→ **How to complete this task**
The answer must consist of each line of the records below that contains the string "older".

→ **Records shown**
// SPDX-License-Identifier: BUSL-1.1
// Copyright (c) 2026 Alfred Jean LLC

//! Turning configuration into job lists

use crate::command::CommandBuilder;
use crate::error::BatchError;
use chrono::NaiveDateTime;
use indexmap::IndexMap;
use sweep_config::{BatchDef, SweepConfig};
use sweep_core::{expand_grid, job_name, JobSpec, ParameterSet};

/// Jobs for one configured batch.
///
/// The batch's parameters are layered over the configuration defaults
/// before the grid is expanded, so every job carries every default key.
pub fn plan_batch(
    config: &SweepConfig,
    batch: &BatchDef,
    base_name: &str,
    builder: &CommandBuilder,
) -> Result<Vec<JobSpec>, BatchError> {
    plan_set(
        &batch.parameters.merged_over(&config.defaults()),
        base_name,
        builder,
    )
}

/// Jobs for an ad-hoc parameter set, expanded like a batch.
pub fn plan_custom(
    config: &SweepConfig,
    params: &ParameterSet,
    base_name: &str,
    builder: &CommandBuilder,
) -> Result<Vec<JobSpec>, BatchError> {
    plan_set(&params.merged_over(&config.defaults()), base_name, builder)
}

fn plan_set(
    set: &ParameterSet,
    base_name: &str,
    builder: &CommandBuilder,
) -> Result<Vec<JobSpec>, BatchError> {
    let combos = expand_grid(set).map_err(|source| BatchError::Grid {
        batch: base_name.to_string(),
        source,
    })?;
    Ok(combos
        .into_iter()
        .enumerate()
        .map(|(index, params)| {
            let name = job_name(&params, base_name, index);
            let command = builder.build(&name, &params);
            JobSpec::new(name, params, command)
        })
        .collect())
}

/// Base name for a custom run started at `now`.
pub fn custom_base_name(now: NaiveDateTime) -> String {
    format!("custom_analysis_{}", now.format("%Y%m%d_%H%M%S"))
}

/// Parse `--custom` JSON. It must be an object of parameters.
pub fn parse_custom(json: &str) -> Result<ParameterSet, BatchError> {
    serde_json::from_str(json).map_err(|e| BatchError::InvalidCustom(e.to_string()))
}

/// Names used by more than one job, with their counts, in first-seen order.
pub fn duplicate_names(jobs: &[JobSpec]) -> Vec<(String, usize)> {
    let mut counts: IndexMap<&str, usize> = IndexMap::new();
    for job in jobs {
        *counts.entry(job.name.as_str()).or_default() += 1;
    }
    counts
        .into_iter()
        .filter(|(_, count)| *count > 1)
        .map(|(name, count)| (name.to_string(), count))
        .collect()
}

#[cfg(test)]
#[path = "plan_tests.rs"]
mod tests;
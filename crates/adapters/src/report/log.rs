// SPDX-License-Identifier: BUSL-1.1
// Copyright (c) 2026 Alfred Jean LLC

//! Reporter that writes progress through `tracing`

use super::{BatchBanner, Reporter};
use crate::display::DISPLAY_WRAPPER;
use std::path::Path;
use std::time::Duration;
use sweep_core::{BatchSummary, JobResult, JobSpec, JobStatus};

/// Production reporter
#[derive(Clone, Copy, Debug, Default)]
pub struct LogReporter;

impl LogReporter {
    pub fn new() -> Self {
        Self
    }
}

impl Reporter for LogReporter {
    fn batch_started(&self, banner: &BatchBanner) {
        tracing::info!(
            "BATCH {}/{}: {}",
            banner.position,
            banner.total,
            banner.name
        );
        if !banner.description.is_empty() {
            tracing::info!("Description: {}", banner.description);
        }
        tracing::info!("Generated {} parameter combinations", banner.combinations);
    }

    fn job_started(&self, index: usize, total: usize, job: &JobSpec) {
        let params = job
            .params
            .iter()
            .map(|(k, v)| format!("{k}={v}"))
            .collect::<Vec<_>>()
            .join(", ");
        tracing::info!(job = %job.name, "Running analysis {}/{}: {}", index, total, job.name);
        tracing::info!(job = %job.name, "Parameters: {}", params);
        tracing::info!(job = %job.name, "Command: {}", job.command_line());
    }

    fn job_delayed(&self, name: &str, delay: Duration) {
        tracing::info!(
            job = name,
            delay_ms = delay.as_millis() as u64,
            "Waiting {:.1}s before starting",
            delay.as_secs_f64()
        );
    }

    fn job_finished(&self, result: &JobResult) {
        let elapsed = result.duration_seconds.unwrap_or_default();
        match result.status {
            JobStatus::Success => {
                let flags = result.artifact_flags;
                tracing::info!(
                    job = %result.name,
                    increased = flags.increased,
                    decreased = flags.decreased,
                    "completed successfully in {:.1}s",
                    elapsed
                );
            }
            JobStatus::Failed => tracing::error!(
                job = %result.name,
                return_code = ?result.return_code,
                stderr = result.stderr.as_deref().unwrap_or_default(),
                "failed after {:.1}s",
                elapsed
            ),
            JobStatus::Timeout => tracing::error!(job = %result.name, "timed out"),
            JobStatus::Error => tracing::error!(
                job = %result.name,
                error = result.stderr.as_deref().unwrap_or_default(),
                "could not run"
            ),
            JobStatus::Pending | JobStatus::Running => {
                tracing::warn!(job = %result.name, status = %result.status, "finished without a terminal status")
            }
        }
    }

    fn headless_hint(&self, result: &JobResult) {
        tracing::warn!(
            job = %result.name,
            "the tool could not open a display; run it under a virtual X server: {} -a {}",
            DISPLAY_WRAPPER,
            result.command.join(" ")
        );
    }

    fn duplicate_name(&self, name: &str, count: usize) {
        tracing::warn!(
            job = name,
            count,
            "duplicate job name; these jobs share an output directory"
        );
    }

    fn run_finished(&self, summary: &BatchSummary) {
        tracing::info!(
            total = summary.total_analyses,
            successful = summary.successful,
            failed = summary.failed,
            timeout = summary.timeout,
            error = summary.error,
            "Total: {}, successful: {}, failed: {}, timeout: {}, error: {}",
            summary.total_analyses,
            summary.successful,
            summary.failed,
            summary.timeout,
            summary.error
        );
    }

    fn summary_written(&self, path: &Path) {
        tracing::info!(path = %path.display(), "Summary saved");
    }
}

#[cfg(test)]
#[path = "log_tests.rs"]
mod tests;
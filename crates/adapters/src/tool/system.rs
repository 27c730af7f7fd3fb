// SPDX-License-Identifier: BUSL-1.1
// Copyright (c) 2026 Alfred Jean LLC

//! Tool runner backed by real OS processes

use super::{ToolOutput, ToolRunner};
use crate::subprocess::{exit_code, run_with_timeout, RunError};
use async_trait::async_trait;
use std::time::Duration;
use tokio::process::Command;

/// Runs the tool as a child process with piped stdout/stderr
#[derive(Clone, Debug, Default)]
pub struct SystemToolRunner;

impl SystemToolRunner {
    pub fn new() -> Self {
        Self
    }
}

#[async_trait]
impl ToolRunner for SystemToolRunner {
    async fn run(&self, argv: &[String], timeout: Duration) -> Result<ToolOutput, RunError> {
        let Some((program, args)) = argv.split_first() else {
            return Err(RunError::Launch {
                description: "tool".to_string(),
                source: std::io::Error::new(std::io::ErrorKind::InvalidInput, "empty command"),
            });
        };

        let mut cmd = Command::new(program);
        cmd.args(args);
        let output = run_with_timeout(cmd, timeout, program).await?;

        Ok(ToolOutput {
            return_code: exit_code(&output.status),
            stdout: String::from_utf8_lossy(&output.stdout).into_owned(),
            stderr: String::from_utf8_lossy(&output.stderr).into_owned(),
        })
    }
}

#[cfg(test)]
#[path = "system_tests.rs"]
mod tests;
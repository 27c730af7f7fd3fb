// SPDX-License-Identifier: BUSL-1.1
// Copyright (c) 2026 Alfred Jean LLC

//! Summary file persistence.
//!
//! Each run writes one summary file and never touches an existing one;
//! retries read an older file and write a new one next to it.

use chrono::NaiveDateTime;
use std::fs::{self, File};
use std::io::{BufReader, BufWriter, Write};
use std::path::{Path, PathBuf};
use sweep_core::BatchSummary;
use thiserror::Error;

/// File name prefix of summary files.
pub const SUMMARY_PREFIX: &str = "analysis_summary_";

/// Errors that can occur in summary operations
#[derive(Debug, Error)]
pub enum SummaryError {
    #[error("IO error on {}: {source}", path.display())]
    Io {
        path: PathBuf,
        source: std::io::Error,
    },
    #[error("invalid summary {}: {source}", path.display())]
    Json {
        path: PathBuf,
        source: serde_json::Error,
    },
}

fn io_err(path: &Path) -> impl FnOnce(std::io::Error) -> SummaryError + '_ {
    move |source| SummaryError::Io {
        path: path.to_path_buf(),
        source,
    }
}

/// Path for a new summary in `dir`, stamped with `now`.
///
/// Appends `_1`, `_2`, ... when a file of that name already exists.
pub fn summary_path(dir: &Path, now: NaiveDateTime) -> PathBuf {
    let stem = format!("{}{}", SUMMARY_PREFIX, now.format("%Y%m%d_%H%M%S"));
    let first = dir.join(format!("{stem}.json"));
    if !first.exists() {
        return first;
    }
    (1..)
        .map(|n| dir.join(format!("{stem}_{n}.json")))
        .find(|p| !p.exists())
        .unwrap_or(first)
}

/// Save a summary atomically (write to .tmp, then rename).
pub fn save_summary(summary: &BatchSummary, path: &Path) -> Result<(), SummaryError> {
    if let Some(parent) = path.parent() {
        fs::create_dir_all(parent).map_err(io_err(parent))?;
    }

    let tmp_path = path.with_extension("json.tmp");
    {
        let file = File::create(&tmp_path).map_err(io_err(&tmp_path))?;
        let mut writer = BufWriter::new(file);
        serde_json::to_writer_pretty(&mut writer, summary).map_err(|source| {
            SummaryError::Json {
                path: tmp_path.clone(),
                source,
            }
        })?;
        writer.write_all(b"\n").map_err(io_err(&tmp_path))?;
        let file = writer
            .into_inner()
            .map_err(|e| io_err(&tmp_path)(e.into_error()))?;
        file.sync_all().map_err(io_err(&tmp_path))?;
    }

    fs::rename(&tmp_path, path).map_err(io_err(path))?;
    tracing::debug!(
        path = %path.display(),
        analyses = summary.total_analyses,
        "summary saved"
    );
    Ok(())
}

/// Load a summary written by this or an older build.
pub fn load_summary(path: &Path) -> Result<BatchSummary, SummaryError> {
    let file = File::open(path).map_err(io_err(path))?;
    serde_json::from_reader(BufReader::new(file)).map_err(|source| SummaryError::Json {
        path: path.to_path_buf(),
        source,
    })
}

#[cfg(test)]
#[path = "summary_tests.rs"]
mod tests;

→ **Task result**
//! retries read an older file and write a new one next to it.
/// Load a summary written by this or an older build.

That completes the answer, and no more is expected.